Pardon me, but there is another elephant in the room. It is smaller and less important than the first one but it is there... and Mark has decided to talk about it:
Preaching is the big fat elephant in the room. Most preaching is appalling, disconnected and boring and yet no one talks about it. We all pretend that everything is ok.. we wouldn’t want to offend the preacher. They are doing there best and all that… But I think we need to talk about it.
I think Mark's diagnosis is right. Too much preaching is second rate, if we are going to be disconnected from life, or boring then there is little point in preaching at all. And if we are going to be disconnected from the "word of life" there is NO point. And, Mark's right, a lot of preaching IS either disconnected or boring. His 4 points (what he claims an unscientific and biased sample of sermon tasters want) are spot on too:
  1. Unless preaching brings the word of God to life it is pointless - no one wants to hear my (or your!) opinions or wisdom.
  2. Unless preaching leads to action it is worthless except as entertainment, and frankly Shortland Street is more entertaining than most sermons! (Actually SS is preaching, and often contains an implicit call to action, it's just that the message is never Christian and often not even morally sound.)

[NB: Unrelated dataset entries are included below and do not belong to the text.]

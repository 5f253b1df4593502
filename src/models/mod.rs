pub mod geometry;
pub mod record;
pub mod warning;

pub use geometry::{Geometry, GeometryError, Position, RawGeometry};
pub use record::{WarningRecord, WarningStatus};
pub use warning::RawWarning;
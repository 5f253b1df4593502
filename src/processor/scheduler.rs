use chrono::Utc;
use std::time::Duration;
use tokio::sync::watch;
use tracing::{info, warn};

use super::poll_cycle::PollCycle;

#[derive(Debug, Clone, Copy)]
pub struct Schedule {
    pub initial_delay: Duration,
    /// Pause between the end of one cycle and the start of the next.
    pub frequency: Duration,
}

/// Runs poll cycles back to back with a fixed delay in between until
/// `shutdown` flips to true. Only this task drives cycles, so two cycles never
/// run at the same time.
pub async fn run_scheduler(cycle: PollCycle, schedule: Schedule, mut shutdown: watch::Receiver<bool>) {
    info!(
        "Nautical warnings poller initialized, polling every {} minutes",
        schedule.frequency.as_secs() / 60
    );

    if !wait(schedule.initial_delay, &mut shutdown).await {
        return;
    }

    loop {
        let report = cycle.run(Utc::now()).await;
        if let Some(poll) = &report.poll {
            info!(
                fetched = poll.fetched,
                filtered_out = poll.filtered_out,
                purged = report.purged.unwrap_or(0),
                retried = report.retry.as_ref().map_or(0, |r| r.attempted),
                new = poll.new_ids.len(),
                expired = poll.expired_ids.len(),
                skipped = poll.skipped_ids.len(),
                failed_deliveries = poll.failed_deliveries.len(),
                "Poll cycle finished"
            );
        } else {
            warn!("Poll cycle finished without polling, retrying on next trigger");
        }

        if !wait(schedule.frequency, &mut shutdown).await {
            break;
        }
    }
}

/// Sleeps for `delay`. Returns false if shutdown was requested instead.
async fn wait(delay: Duration, shutdown: &mut watch::Receiver<bool>) -> bool {
    if *shutdown.borrow() {
        info!("Shutdown requested, stopping poller");
        return false;
    }
    tokio::select! {
        _ = tokio::time::sleep(delay) => true,
        _ = shutdown.changed() => {
            info!("Shutdown requested, stopping poller");
            false
        }
    }
}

  3. The least significant of the four, requiring preaching to be memorable, will largely be covered by the combination of 1, 2 and 4 - get them right and it will be memorable even without Marks funny hat ;-)
  4. Preaching is boring, because it lacks excitement it lacks zing largely because often one or both of the first two are weak. You'd have to work hard to make biblical preaching that connects to my life unexciting, but it can be done... But, if the preacher has been grabbed by the word, and plans to act on it themselves... That is bound to be exciting, because lives will change (not just pagans who are converted, but long term Christians who are too ;-)
PS: Graham Doel points out that I ommitted the link to Mark's post, oops .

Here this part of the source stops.